With newly opened eyes, they recognized their nakedness and donned fig leaves
as garments. Immediately God saw their transgression and proclaimed their
punishments—for the woman, pain in childbirth and subordination to man and, for
the man, relegation to an accursed ground with which he must toil and sweat for
his subsistence. God clothed them with animal skins and then cast them out of
the paradise garden, posting an angel armed with a sword of fire there to
prevent their return.[1]
Adam
and Eve exist in a state of innocent (childlike) bliss in the Garden of Eden,
wherein all their needs are met, and they do not know or experience any
suffering. The only moral injunction they need to follow is not to eat from the
tree of knowledge, which, of course, they do. In so doing their eyes are opened
and they recognise “their nakedness”. This has a few unfortunate consequences:
they are expelled from the Garden, take on the burden of suffering, and are
barred from eating from the Tree of Life, i.e., they are now condemned to
mortality and the experience of death.
On
the upside they know something they didn’t know before. They now know right from
wrong, so there is an evolution in consciousness.
Recently
a student of mine had an experience that symbolically echoed this myth and in
reflecting on this I recognised the following simple archetypal structure in
the myth.[2] Before
I unpack this for you, understand I am not suggesting that this is all these
symbols mean, or even that these are necessarily their primary meanings. Rather
I am suggesting that the following interesting and illuminating
archetypal structure is contained and evident in the ambit of these symbols and
their relational structure in the myth.
The Symbols:
The Garden of Paradise symbolises a status quo. A certain situation that is, if
not without any issues, still ideal or idealised in some sense. It is the state
of bliss that we enjoy when we are ignorant of a certain truth or knowledge
that once we know it is disruptive. It symbolises the containment we once felt
in the world (the garden) when were children and the “burden of knowing” was
carried by our parents, teachers, and our elders. When the home we once lived
in, think of the home you were born into for example, was “perfect”,
where you felt safe, contained, “at home”. It could also be a bed, a room, a
space, your body, a relationship, a physical space, a place of worship, nature,
an environment. The topos or locus, physical or symbolic, within which the
subject experiences communion with divine as a benign presence, innocence,
security, beauty, or transcendence. The Garden is ordered, curated, and
predictable. It can surprise and delight us on occasion, but it doesn’t
overwhelm us. The mysterium tremendum[3] is
held at bay and does not overwhelm us. The garden constitutes a Temenos[4] that
contains and protects us from the terror of the mysterium tremendum.

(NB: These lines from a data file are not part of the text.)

//! Entity structs for all Audito domain objects.
//!
//! All structs serialize with camelCase field names, matching the JSON the
//! HTTP API and the data files use, and derive `JsonSchema` for schema checks.

mod audit;
mod checklist;
mod user;

pub use audit::{Audit, ChecklistResult, NewAudit, Score};
pub use checklist::{ChecklistItem, ChecklistTemplate};
pub use user::{PublicUser, User, UserRole};
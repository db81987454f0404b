//! Startup initialization for a data directory.
//!
//! Called once from `main` before the server accepts requests. Every step is
//! idempotent: running it against an already-initialized directory changes
//! nothing.

use audito_config::AdminConfig;
use audito_core::entities::{Audit, User, UserRole};
use audito_core::ids::{PREFIX_USER, generate_id};
use serde::Deserialize;

use crate::error::DatabaseError;
use crate::repos::user::{UsersDocument, hash_in_background};
use crate::service::AuditoService;
use crate::{AUDITS_LOG, LEGACY_AUDITS_FILE, USERS_FILE};

/// What `ensure_default_admin` did.
#[derive(Debug, Clone, Copy, PartialEq, Eq)]
pub enum AdminBootstrap {
    /// The user store was empty; the default admin was created.
    Created,
    /// The first user had no password hash; the default password was set.
    PasswordFilled,
    /// Users already exist with passwords; nothing changed.
    Unchanged,
}

/// Ensure an administrator can log in to a fresh installation.
///
/// # Errors
///
/// Returns `DatabaseError` if the user store cannot be read or written.
pub async fn ensure_default_admin(
    svc: &AuditoService,
    admin: &AdminConfig,
) -> Result<AdminBootstrap, DatabaseError> {
    let _guard = svc.lock_writes().await;
    let mut doc: UsersDocument = svc.db().read_document(USERS_FILE)?;

    let outcome = match doc.users.first_mut() {
        None => {
            doc.users.push(User {
                id: generate_id(PREFIX_USER)?,
                name: admin.name.clone(),
                email: admin.email.clone(),
                password_hash: hash_in_background(admin.password.clone()).await?,
                role: UserRole::Admin,
            });
            AdminBootstrap::Created
        }
        Some(first) if first.password_hash.is_empty() => {
            first.password_hash = hash_in_background(admin.password.clone()).await?;
            AdminBootstrap::PasswordFilled
        }
        Some(_) => AdminBootstrap::Unchanged,
    };

    match outcome {
        AdminBootstrap::Created => {
            svc.db().write_document(USERS_FILE, &doc)?;
            tracing::warn!(
                email = %admin.email,
                "default admin user created; change its password before exposing the server"
            );
        }
        AdminBootstrap::PasswordFilled => {
            svc.db().write_document(USERS_FILE, &doc)?;
            tracing::warn!("first user had no password; default admin password assigned");
        }
        AdminBootstrap::Unchanged => {
            tracing::debug!(users = doc.users.len(), "admin bootstrap: nothing to do");
        }
    }
    Ok(outcome)
}

#[derive(Debug, Default, Deserialize)]
struct LegacyAuditsDocument {
    #[serde(default)]
    audits: Vec<Audit>,
}

/// Move audits from a whole-file `audits.json` into the append-only log.
///
/// Runs only while the log does not exist yet. The legacy file is left in
/// place. Returns the number of imported audits.
///
/// # Errors
///
/// Returns `DatabaseError` if the legacy file is unreadable or the log write fails.
pub async fn import_legacy_audits(svc: &AuditoService) -> Result<usize, DatabaseError> {
    let _guard = svc.lock_writes().await;
    if svc.db().exists(AUDITS_LOG) || !svc.db().exists(LEGACY_AUDITS_FILE) {
        return Ok(0);
    }

    let legacy: LegacyAuditsDocument = svc.db().read_document(LEGACY_AUDITS_FILE)?;
    // The legacy file keeps newest first; the log is oldest first.
    for audit in legacy.audits.iter().rev() {
        svc.db().append_line(AUDITS_LOG, audit)?;
    }
    tracing::info!(count = legacy.audits.len(), "imported legacy audits");
    Ok(legacy.audits.len())
}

The wilderness is where we are we find ourselves have been ejected from
the Garden,
Therefore the LORD God sent him forth from the garden of Eden,
to till the ground from which he was taken. He drove out the man; and at
the east of the garden of Eden he placed the cherubim, and a sword flaming and
turning to guard the way to the tree of life.[5]
The
symbol of the wilderness in its biblical context is of a place where the
symbolic structure and the Law break down, Cultivation, curation, and
care by the Father are absent, or at least not readily present, in the
wilderness. We have left the side of the Shepard and are left to fend for ourselves.

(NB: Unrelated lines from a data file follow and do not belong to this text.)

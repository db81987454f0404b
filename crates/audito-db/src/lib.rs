//! # audito-db
//!
//! Flat-file record store for Audito.
//!
//! Layout under the data directory:
//! - `users.json` : `{ "users": [...] }`, replaced atomically on every write
//! - `checklists.json` : `{ "checklists": [...] }`, replaced atomically
//! - `audits.jsonl` : append-only log, one audit per line
//!
//! Whole-document files are written to a temp file in the same directory,
//! fsynced, then renamed over the target, so readers never observe a torn
//! document. Audits are never rewritten: creation appends one line.

pub mod bootstrap;
pub mod error;
pub mod repos;
pub mod service;
#[cfg(test)]
mod test_support;

use std::io::{ErrorKind, Write};
use std::path::{Path, PathBuf};

use serde::Serialize;
use serde::de::DeserializeOwned;

use error::DatabaseError;

pub const USERS_FILE: &str = "users.json";
pub const CHECKLISTS_FILE: &str = "checklists.json";
pub const AUDITS_LOG: &str = "audits.jsonl";
/// Whole-file audit document written by earlier deployments.
pub const LEGACY_AUDITS_FILE: &str = "audits.json";

/// Raw file access for one data directory.
#[derive(Debug, Clone)]
pub struct FileDb {
    data_dir: PathBuf,
}

impl FileDb {
    /// Open (and create if needed) a data directory.
    ///
    /// # Errors
    ///
    /// Returns `DatabaseError::Io` if the directory cannot be created.
    pub fn open(data_dir: impl Into<PathBuf>) -> Result<Self, DatabaseError> {
        let data_dir = data_dir.into();
        std::fs::create_dir_all(&data_dir).map_err(|e| DatabaseError::io(&data_dir, e))?;
        Ok(Self { data_dir })
    }

    #[must_use]
    pub fn data_dir(&self) -> &Path {
        &self.data_dir
    }

    #[must_use]
    pub fn path(&self, file: &str) -> PathBuf {
        self.data_dir.join(file)
    }

    /// Read a whole JSON document. A missing file yields `T::default()`.
    ///
    /// # Errors
    ///
    /// Returns `DatabaseError::Corrupt` if the file is not valid JSON for `T`.
    pub fn read_document<T: DeserializeOwned + Default>(
        &self,
        file: &str,
    ) -> Result<T, DatabaseError> {
        let path = self.path(file);
        let text = match std::fs::read_to_string(&path) {
            Ok(text) => text,
            Err(e) if e.kind() == ErrorKind::NotFound => return Ok(T::default()),
            Err(e) => return Err(DatabaseError::io(path, e)),
        };
        serde_json::from_str(&text).map_err(|e| DatabaseError::Corrupt {
            path,
            reason: e.to_string(),
        })
    }

    /// Replace a JSON document atomically (temp file + fsync + rename).
    ///
    /// # Errors
    ///
    /// Returns `DatabaseError::Io` if any step of the write fails.
    pub fn write_document<T: Serialize>(&self, file: &str, value: &T) -> Result<(), DatabaseError> {
        let path = self.path(file);
        let mut bytes = serde_json::to_vec_pretty(value).map_err(|e| DatabaseError::Corrupt {
            path: path.clone(),
            reason: e.to_string(),
        })?;
        bytes.push(b'\n');

        let mut temp = tempfile::NamedTempFile::new_in(&self.data_dir)
            .map_err(|e| DatabaseError::io(&self.data_dir, e))?;
        temp.as_file_mut()
            .write_all(&bytes)
            .map_err(|e| DatabaseError::io(temp.path(), e))?;
        temp.as_file()
            .sync_all()
            .map_err(|e| DatabaseError::io(temp.path(), e))?;
        temp.persist(&path)
            .map_err(|e| DatabaseError::io(&path, e.error))?;
        Ok(())
    }

    /// Append one record to a JSON Lines log.
    ///
    /// # Errors
    ///
    /// Returns `DatabaseError::Io` if the append fails.
    pub fn append_line<T: Serialize>(&self, file: &str, value: &T) -> Result<(), DatabaseError> {
        let path = self.path(file);
        serde_jsonlines::append_json_lines(&path, [value]).map_err(|e| DatabaseError::io(path, e))
    }

    /// Read every record of a JSON Lines log. A missing log yields no records.
    ///
    /// Lines that fail to parse (e.g. a torn final line after a crash) are
    /// skipped with a warning.
    ///
    /// # Errors
    ///
    /// Returns `DatabaseError::Io` if the log cannot be read.
    pub fn read_lines<T: DeserializeOwned>(&self, file: &str) -> Result<Vec<T>, DatabaseError> {
        let path = self.path(file);
        let lines = match serde_jsonlines::json_lines::<T, _>(&path) {
            Ok(lines) => lines,
            Err(e) if e.kind() == ErrorKind::NotFound => return Ok(Vec::new()),
            Err(e) => return Err(DatabaseError::io(path, e)),
        };

        let mut records = Vec::new();
        for (index, line) in lines.enumerate() {
            match line {
                Ok(record) => records.push(record),
                Err(e)
                    if matches!(e.kind(), ErrorKind::InvalidData | ErrorKind::UnexpectedEof) =>
                {
                    tracing::warn!(
                        path = %path.display(),
                        line = index + 1,
                        error = %e,
                        "skipping unreadable log line"
                    );
                }
                Err(e) => return Err(DatabaseError::io(path, e)),
            }
        }
        Ok(records)
    }

    /// Whether a data file exists.
    #[must_use]
    pub fn exists(&self, file: &str) -> bool {
        self.path(file).exists()
    }
}
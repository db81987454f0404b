//! API error type and its HTTP mapping.

use audito_auth::AuthError;
use audito_db::error::DatabaseError;
use audito_report::RenderError;
use axum::Json;
use axum::http::StatusCode;
use axum::response::{IntoResponse, Response};
use serde_json::json;
use thiserror::Error;

/// Errors a handler can return. Bodies are `{ "error": "<message>" }` with
/// generic messages; internal details only reach the log.
#[derive(Debug, Error)]
pub enum ApiError {
    /// No `Authorization` header.
    #[error("missing bearer token")]
    MissingToken,

    /// Token present but unverifiable or expired.
    #[error("invalid token: {0}")]
    InvalidToken(String),

    /// Unknown email or wrong password.
    #[error("invalid credentials")]
    InvalidCredentials,

    /// Signup with an email that is already registered.
    #[error("user already exists")]
    UserExists,

    /// Request body failed validation.
    #[error("bad request: {0}")]
    BadRequest(String),

    /// The requested audit does not exist.
    #[error("not found")]
    NotFound,

    /// The PDF encoder failed.
    #[error("render failure: {0}")]
    RenderFailure(String),

    /// Store or runtime failure.
    #[error("internal error: {0}")]
    Internal(String),
}

impl ApiError {
    /// HTTP status for this error.
    #[must_use]
    pub const fn status_code(&self) -> StatusCode {
        match self {
            Self::MissingToken | Self::InvalidToken(_) => StatusCode::UNAUTHORIZED,
            Self::InvalidCredentials | Self::UserExists | Self::BadRequest(_) => {
                StatusCode::BAD_REQUEST
            }
            Self::NotFound => StatusCode::NOT_FOUND,
            Self::RenderFailure(_) | Self::Internal(_) => StatusCode::INTERNAL_SERVER_ERROR,
        }
    }

    fn public_message(&self) -> &str {
        match self {
            Self::MissingToken => "No token",
            Self::InvalidToken(_) => "Token inválido",
            Self::InvalidCredentials => "Credenciales inválidas",
            Self::UserExists => "Usuario ya existe",
            Self::BadRequest(message) => message,
            Self::NotFound => "No encontrado",
            Self::RenderFailure(_) => "Error generando PDF",
            Self::Internal(_) => "Error interno",
        }
    }
}

impl IntoResponse for ApiError {
    fn into_response(self) -> Response {
        let status = self.status_code();
        if status.is_server_error() {
            tracing::error!(error = %self, "request failed");
        }
        (status, Json(json!({ "error": self.public_message() }))).into_response()
    }
}

impl From<DatabaseError> for ApiError {
    fn from(error: DatabaseError) -> Self {
        match error {
            DatabaseError::Invalid(message) => Self::BadRequest(message),
            DatabaseError::Conflict(_) => Self::UserExists,
            other => Self::Internal(other.to_string()),
        }
    }
}

impl From<AuthError> for ApiError {
    fn from(error: AuthError) -> Self {
        match error {
            AuthError::InvalidToken(_) | AuthError::TokenExpired => {
                Self::InvalidToken(error.to_string())
            }
            AuthError::Signing(_) | AuthError::Hashing(_) => Self::Internal(error.to_string()),
        }
    }
}

impl From<RenderError> for ApiError {
    fn from(error: RenderError) -> Self {
        Self::RenderFailure(error.to_string())
    }
}

#[cfg(test)]
mod tests {
    use super::*;

    #[test]
    fn status_codes() {
        assert_eq!(ApiError::MissingToken.status_code(), StatusCode::UNAUTHORIZED);
        assert_eq!(
            ApiError::InvalidToken("x".into()).status_code(),
            StatusCode::UNAUTHORIZED
        );
        assert_eq!(
            ApiError::InvalidCredentials.status_code(),
            StatusCode::BAD_REQUEST
        );
        assert_eq!(ApiError::UserExists.status_code(), StatusCode::BAD_REQUEST);
        assert_eq!(ApiError::NotFound.status_code(), StatusCode::NOT_FOUND);
        assert_eq!(
            ApiError::RenderFailure("x".into()).status_code(),
            StatusCode::INTERNAL_SERVER_ERROR
        );
    }

    #[test]
    fn render_errors_become_render_failures() {
        let api: ApiError = RenderError::Encoding("stream closed".into()).into();
        assert!(matches!(api, ApiError::RenderFailure(_)));
        assert_eq!(api.public_message(), "Error generando PDF");
    }

    #[test]
    fn store_errors_are_distinct_from_render_errors() {
        let api: ApiError = DatabaseError::Corrupt {
            path: "audits.jsonl".into(),
            reason: "bad".into(),
        }
        .into();
        assert!(matches!(api, ApiError::Internal(_)));
        assert_eq!(api.public_message(), "Error interno");
    }

    #[test]
    fn expired_tokens_are_unauthorized() {
        let api: ApiError = AuthError::TokenExpired.into();
        assert_eq!(api.status_code(), StatusCode::UNAUTHORIZED);
        assert_eq!(api.public_message(), "Token inválido");
    }

    #[test]
    fn conflicts_map_to_user_exists() {
        let api: ApiError = DatabaseError::Conflict("dup".into()).into();
        assert!(matches!(api, ApiError::UserExists));
    }
}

“The voice of one crying in the Wilderness”[6] It
is a transitional space when we have left our Father’s home but not yet
necessarily come home to ourselves.
“God”, of course is a
tough nut to crack in the game of symbolic hermeneutics. For the purposes of
what I am going to propose though, “He” is best thought of as a supreme
personal value, an overarching belief, which informs and governs your value
system and morals. An overarching meta-myth or value. The nom du père
(name-of-the-father) from Lacan.
The Serpent is
a little more intuitively accessible. We all get a sense of who and what the
serpent is. The serpent is not without wisdom, on the contrary it is said of
the serpent that it “….was more crafty than any beast of the field which the
Lord God had made.”[7] And
this wisdom not without value, “Behold, I send you out as sheep in the midst of
wolves; so be shrewd as serpents and innocent as doves.” [8] But
as a mythological character, and as lays out the Edenic myth it can
lead us into temptation, “and he said to the woman, “Indeed, has God said, ‘You
shall not eat from any tree of the garden’, ” [9] and
dire consequence. [10]
The
serpent as a symbol might be thought of as libido itself, the fiery energy and
impulse of desire.
The Forbidden Fruit from the Tree of Knowledge is apparent object in the myth.

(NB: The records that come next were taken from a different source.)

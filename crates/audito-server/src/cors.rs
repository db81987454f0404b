//! CORS middleware.
//!
//! Answers preflight `OPTIONS` requests directly and decorates every other
//! response. A configured origin of `*` reflects the caller's `Origin`.

use audito_config::ServerConfig;
use axum::extract::{Request, State};
use axum::http::header::{
    ACCESS_CONTROL_ALLOW_HEADERS, ACCESS_CONTROL_ALLOW_METHODS, ACCESS_CONTROL_ALLOW_ORIGIN,
    ACCESS_CONTROL_EXPOSE_HEADERS, ORIGIN, VARY,
};
use axum::http::{HeaderMap, HeaderValue, Method, StatusCode};
use axum::middleware::Next;
use axum::response::{IntoResponse, Response};

use crate::state::AppState;

const ALLOWED_METHODS: &str = "GET, POST, OPTIONS";
const ALLOWED_HEADERS: &str = "authorization, content-type";
const EXPOSED_HEADERS: &str = "content-disposition";

pub async fn cors(State(state): State<AppState>, request: Request, next: Next) -> Response {
    let origin = allowed_origin(&state.server, request.headers().get(ORIGIN));

    let mut response = if request.method() == Method::OPTIONS {
        StatusCode::NO_CONTENT.into_response()
    } else {
        next.run(request).await
    };

    apply_headers(response.headers_mut(), origin);
    response
}

fn allowed_origin(server: &ServerConfig, request_origin: Option<&HeaderValue>) -> HeaderValue {
    if !server.allows_any_origin() {
        return HeaderValue::from_str(server.frontend_url.trim())
            .unwrap_or_else(|_| HeaderValue::from_static("null"));
    }
    request_origin
        .cloned()
        .unwrap_or_else(|| HeaderValue::from_static("*"))
}

fn apply_headers(headers: &mut HeaderMap, origin: HeaderValue) {
    headers.insert(ACCESS_CONTROL_ALLOW_ORIGIN, origin);
    headers.insert(
        ACCESS_CONTROL_ALLOW_METHODS,
        HeaderValue::from_static(ALLOWED_METHODS),
    );
    headers.insert(
        ACCESS_CONTROL_ALLOW_HEADERS,
        HeaderValue::from_static(ALLOWED_HEADERS),
    );
    headers.insert(
        ACCESS_CONTROL_EXPOSE_HEADERS,
        HeaderValue::from_static(EXPOSED_HEADERS),
    );
    headers.append(VARY, HeaderValue::from_static("origin"));
}
//! `Content-Disposition` header for downloaded reports.
//!
//! The filename comes from the audit name, which is user-controlled. Control
//! characters (CR/LF included), quotes, backslashes and path separators are
//! removed so the name can neither break out of the header nor name a path.
//! Non-ASCII names get an RFC 6266 `filename*` parameter next to an ASCII
//! fallback.

/// Used when the audit has no usable name.
pub const DEFAULT_FILENAME_STEM: &str = "informe";

/// The sanitized `<stem>.pdf` filename for an audit name.
#[must_use]
pub fn attachment_filename(name: &str) -> String {
    let stem: String = name
        .chars()
        .filter(|c| !c.is_control() && !matches!(c, '"' | '\\' | '/'))
        .collect();
    let stem = stem.trim();
    if stem.is_empty() {
        format!("{DEFAULT_FILENAME_STEM}.pdf")
    } else {
        format!("{stem}.pdf")
    }
}

/// The full header value, e.g. `attachment; filename="Q1 Review.pdf"`.
#[must_use]
pub fn content_disposition(name: &str) -> String {
    let filename = attachment_filename(name);
    if filename.is_ascii() {
        return format!("attachment; filename=\"{filename}\"");
    }
    let fallback: String = filename
        .chars()
        .map(|c| if c.is_ascii() { c } else { '_' })
        .collect();
    format!(
        "attachment; filename=\"{fallback}\"; filename*=UTF-8''{}",
        urlencoding::encode(&filename)
    )
}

Or at least its object is for Eve to taste the Forbidden Fruit and thereby
commit the first heretical act. So, the Forbidden Fruit is the object of
desire, that which illuminates, at least to the extent it bestows knowledge and
abolishes ignorance. And sampling it has dire consequence, permanent expulsion
form the Garden.
Armed
with these reflections, let’s classify our four symbols in the following
fashion:
- God as the deep structure of
meaning, value or belief.
- the Garden of Paradise or the
Wilderness refers to our relative psychospiritual location.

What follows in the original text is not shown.